Whether he's teaching in the film room or demonstrating by example between the lines, Jones says Wagner's return to the Pacific Northwest has given the entire linebacking corps a "lot of fire" and nobody wants to let him down. Seeing a 12th year veteran chase down speedy receivers such as DK Metcalf on jet sweeps or break up sluggo routes in coverage against running backs downfield as he did on Sunday inspires everyone to elevate their effort.

"It's blessing to be able to watch someone like that," Jones remarked. "He's made a lot of tackles, he's a future Hall of Famer. So being able to learn from him, watch him, and be able to play with him, it just brings some more juice to your game. I've been enjoying it and I love it."

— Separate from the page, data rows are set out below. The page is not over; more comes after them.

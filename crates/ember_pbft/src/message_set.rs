//! A validator-indexed message container, deduplicated by sender.

#[cfg(test)]
#[path = "message_set_test.rs"]
mod message_set_test;

use std::collections::HashMap;

use ember_wire::{Address, Message};

use crate::types::ProtocolError;
use crate::validator_set::ValidatorSet;

/// Messages keyed by sender, bound to a validator-set snapshot. Holds at most
/// one message per validator; a later message from the same sender replaces
/// the earlier one in place. Iteration follows insertion order.
#[derive(Clone, Debug)]
pub(crate) struct MessageSet {
    validator_set: ValidatorSet,
    messages: Vec<Message>,
    by_sender: HashMap<Address, usize>,
}

impl MessageSet {
    pub(crate) fn new(validator_set: ValidatorSet) -> Self {
        Self { validator_set, messages: Vec::new(), by_sender: HashMap::new() }
    }

    /// Insert `msg`, rejecting senders outside the validator set.
    pub(crate) fn add(&mut self, msg: Message) -> Result<(), ProtocolError> {
        let sender = msg.address;
        if !self.validator_set.contains(sender) {
            return Err(ProtocolError::UnauthorizedAddress(sender));
        }
        match self.by_sender.get(&sender) {
            Some(&index) => self.messages[index] = msg,
            None => {
                self.by_sender.insert(sender, self.messages.len());
                self.messages.push(msg);
            }
        }
        Ok(())
    }

    pub(crate) fn size(&self) -> usize {
        self.messages.len()
    }

    /// The stored messages in insertion order.
    pub(crate) fn values(&self) -> impl Iterator<Item = &Message> {
        self.messages.iter()
    }

    pub(crate) fn contains(&self, sender: Address) -> bool {
        self.by_sender.contains_key(&sender)
    }
}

Turning 25 years old in May, Jones remains one of Seattle's most intriguing young players due to his raw athletic gifts and untapped upside. Potentially working to his benefit in the short-term, the team has question marks at linebacker behind Wagner and Devin Bush, as three-year starter Jordyn Brooks started camp on the PUP list and may not be ready for the start of the season after tearing his ACL in January.

If Brooks isn't available in Week 1, away from Wagner and Bush, the Seahawks only have one other linebacker on the roster who has played regular season defensive snaps in Ben Burr-Kirven, who re-joined the team last week after missing two seasons due to a severe knee injury. Likely competing against Jon Rhattigan, Burr-Kirven, and undrafted rookie Patrick O'Connell, an excellent preseason would go a long ways toward securing a spot on the initial roster.

As for beyond 2023, Wagner, Bush, and Brooks will all become unrestricted free agents in March, creating long-term concerns at the position. If Jones continues to develop as an off-ball linebacker learning from the veterans in front of him while emerging as a core special teams player this year, he could play himself into consideration for an even bigger role next season, and Carroll is looking forward to seeing how he progresses after a strong start to camp.

"I don’t know what his high level is at this point. He’s really athletic, he’s tall, he’s fast, lean, and explosive. Let’s just see what happens. We know he can play on special teams. We’re trying to develop him as a linebacker and see how far he can take it.”